§ **DATA EXTRACT**
# # #
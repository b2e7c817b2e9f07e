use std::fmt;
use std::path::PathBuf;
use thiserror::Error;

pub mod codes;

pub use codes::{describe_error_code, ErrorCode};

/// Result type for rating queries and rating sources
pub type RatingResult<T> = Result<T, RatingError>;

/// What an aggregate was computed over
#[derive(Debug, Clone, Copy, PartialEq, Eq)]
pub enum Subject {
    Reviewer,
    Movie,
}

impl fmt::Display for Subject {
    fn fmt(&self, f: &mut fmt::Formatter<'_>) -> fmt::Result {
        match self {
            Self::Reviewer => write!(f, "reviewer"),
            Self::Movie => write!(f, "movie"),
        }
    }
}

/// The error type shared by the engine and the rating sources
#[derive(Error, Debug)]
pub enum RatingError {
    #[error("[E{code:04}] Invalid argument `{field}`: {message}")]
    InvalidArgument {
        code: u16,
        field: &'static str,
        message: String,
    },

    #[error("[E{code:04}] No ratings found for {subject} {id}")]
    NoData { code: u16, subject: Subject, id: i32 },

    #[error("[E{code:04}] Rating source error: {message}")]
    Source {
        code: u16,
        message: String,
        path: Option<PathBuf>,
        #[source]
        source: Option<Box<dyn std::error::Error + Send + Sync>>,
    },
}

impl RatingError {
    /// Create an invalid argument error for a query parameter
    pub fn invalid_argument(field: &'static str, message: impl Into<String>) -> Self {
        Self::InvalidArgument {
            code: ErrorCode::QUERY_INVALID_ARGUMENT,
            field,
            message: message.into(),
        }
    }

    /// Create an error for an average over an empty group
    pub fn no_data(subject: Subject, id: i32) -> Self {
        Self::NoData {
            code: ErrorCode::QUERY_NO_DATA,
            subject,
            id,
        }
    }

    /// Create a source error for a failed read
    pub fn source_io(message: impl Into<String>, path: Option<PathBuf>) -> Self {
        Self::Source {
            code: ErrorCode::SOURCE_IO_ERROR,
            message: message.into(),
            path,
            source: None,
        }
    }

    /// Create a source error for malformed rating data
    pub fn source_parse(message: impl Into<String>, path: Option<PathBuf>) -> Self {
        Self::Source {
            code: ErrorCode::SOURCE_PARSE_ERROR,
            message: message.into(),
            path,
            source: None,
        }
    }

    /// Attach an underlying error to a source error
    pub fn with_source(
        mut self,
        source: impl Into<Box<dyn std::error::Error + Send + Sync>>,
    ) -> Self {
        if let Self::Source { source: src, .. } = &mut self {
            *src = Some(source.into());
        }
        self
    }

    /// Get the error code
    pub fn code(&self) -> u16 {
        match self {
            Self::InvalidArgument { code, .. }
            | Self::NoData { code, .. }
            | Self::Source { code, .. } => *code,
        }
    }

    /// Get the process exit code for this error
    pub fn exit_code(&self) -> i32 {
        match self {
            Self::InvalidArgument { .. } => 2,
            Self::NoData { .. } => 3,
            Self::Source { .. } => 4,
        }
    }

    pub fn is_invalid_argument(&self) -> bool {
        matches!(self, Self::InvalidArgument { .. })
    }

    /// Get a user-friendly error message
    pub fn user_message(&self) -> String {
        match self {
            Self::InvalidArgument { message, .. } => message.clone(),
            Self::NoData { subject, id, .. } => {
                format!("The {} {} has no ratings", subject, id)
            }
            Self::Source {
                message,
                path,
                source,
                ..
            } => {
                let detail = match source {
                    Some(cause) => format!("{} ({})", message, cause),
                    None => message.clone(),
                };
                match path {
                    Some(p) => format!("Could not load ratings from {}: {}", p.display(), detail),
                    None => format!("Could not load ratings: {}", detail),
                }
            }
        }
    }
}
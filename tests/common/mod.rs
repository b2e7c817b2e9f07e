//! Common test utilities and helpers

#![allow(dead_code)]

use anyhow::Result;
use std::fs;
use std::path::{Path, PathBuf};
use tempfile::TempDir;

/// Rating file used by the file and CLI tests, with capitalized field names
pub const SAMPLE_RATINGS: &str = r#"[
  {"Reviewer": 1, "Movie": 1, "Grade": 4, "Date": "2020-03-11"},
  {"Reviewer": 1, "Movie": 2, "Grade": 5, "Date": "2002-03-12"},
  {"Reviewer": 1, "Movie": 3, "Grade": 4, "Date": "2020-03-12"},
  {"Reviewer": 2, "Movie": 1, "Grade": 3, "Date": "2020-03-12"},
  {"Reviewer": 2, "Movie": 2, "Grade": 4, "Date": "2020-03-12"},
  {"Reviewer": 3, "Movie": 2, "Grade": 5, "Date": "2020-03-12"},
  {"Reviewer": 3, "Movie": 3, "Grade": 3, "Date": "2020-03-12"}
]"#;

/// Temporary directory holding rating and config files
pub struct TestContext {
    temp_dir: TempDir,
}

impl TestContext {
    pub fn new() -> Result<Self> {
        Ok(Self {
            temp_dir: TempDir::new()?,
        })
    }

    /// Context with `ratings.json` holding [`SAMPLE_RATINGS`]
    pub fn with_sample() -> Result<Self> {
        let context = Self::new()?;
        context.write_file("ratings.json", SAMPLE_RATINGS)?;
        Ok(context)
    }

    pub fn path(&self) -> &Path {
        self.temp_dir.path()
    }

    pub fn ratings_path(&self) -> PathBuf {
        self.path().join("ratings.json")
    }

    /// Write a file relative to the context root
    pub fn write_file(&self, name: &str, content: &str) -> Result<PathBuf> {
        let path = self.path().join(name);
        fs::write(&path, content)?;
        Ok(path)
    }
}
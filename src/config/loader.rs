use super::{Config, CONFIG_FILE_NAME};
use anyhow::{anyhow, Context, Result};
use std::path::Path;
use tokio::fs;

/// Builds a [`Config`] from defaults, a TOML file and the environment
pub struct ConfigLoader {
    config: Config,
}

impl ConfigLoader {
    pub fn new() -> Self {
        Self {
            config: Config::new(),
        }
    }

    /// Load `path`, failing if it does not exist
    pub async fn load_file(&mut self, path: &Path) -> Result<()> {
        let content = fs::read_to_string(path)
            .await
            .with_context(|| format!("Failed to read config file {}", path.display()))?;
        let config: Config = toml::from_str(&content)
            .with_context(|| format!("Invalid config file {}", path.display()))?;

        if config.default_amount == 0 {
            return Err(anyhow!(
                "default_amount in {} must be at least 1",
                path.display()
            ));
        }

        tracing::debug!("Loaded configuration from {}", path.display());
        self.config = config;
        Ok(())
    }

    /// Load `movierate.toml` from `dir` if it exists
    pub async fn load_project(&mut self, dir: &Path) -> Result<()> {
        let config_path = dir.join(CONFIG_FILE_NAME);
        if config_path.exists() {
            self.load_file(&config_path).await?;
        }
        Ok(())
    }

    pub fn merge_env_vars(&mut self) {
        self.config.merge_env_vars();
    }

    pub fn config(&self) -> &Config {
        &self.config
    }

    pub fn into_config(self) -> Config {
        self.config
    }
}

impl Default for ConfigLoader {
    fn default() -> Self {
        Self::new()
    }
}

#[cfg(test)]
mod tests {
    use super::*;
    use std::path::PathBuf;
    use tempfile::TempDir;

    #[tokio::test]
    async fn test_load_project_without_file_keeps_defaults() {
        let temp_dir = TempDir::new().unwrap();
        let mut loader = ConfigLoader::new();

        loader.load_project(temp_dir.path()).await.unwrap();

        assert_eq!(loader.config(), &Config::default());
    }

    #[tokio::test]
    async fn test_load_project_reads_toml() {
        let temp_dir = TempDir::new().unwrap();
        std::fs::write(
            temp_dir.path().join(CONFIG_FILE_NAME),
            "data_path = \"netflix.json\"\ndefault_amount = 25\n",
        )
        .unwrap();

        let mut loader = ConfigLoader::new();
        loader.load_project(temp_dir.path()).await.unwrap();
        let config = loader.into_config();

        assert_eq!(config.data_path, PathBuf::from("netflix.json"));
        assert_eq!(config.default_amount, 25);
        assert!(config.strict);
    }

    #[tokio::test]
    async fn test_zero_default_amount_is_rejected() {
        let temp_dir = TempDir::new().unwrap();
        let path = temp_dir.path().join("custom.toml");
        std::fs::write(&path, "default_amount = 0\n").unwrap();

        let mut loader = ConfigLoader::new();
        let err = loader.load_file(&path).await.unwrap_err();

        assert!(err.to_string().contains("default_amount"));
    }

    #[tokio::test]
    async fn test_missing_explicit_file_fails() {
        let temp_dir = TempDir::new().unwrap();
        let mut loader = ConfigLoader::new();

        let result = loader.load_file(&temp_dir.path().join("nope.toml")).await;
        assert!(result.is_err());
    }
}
# # #
§ **WHAT TO PRODUCE**
Search the material above for the string "content", and copy every line in which it turns up.

§ **SOLUTION FOR THIS TASK**
    pub fn write_file(&self, name: &str, content: &str) -> Result<PathBuf> {
        fs::write(&path, content)?;
        let content = fs::read_to_string(path)
        let config: Config = toml::from_str(&content)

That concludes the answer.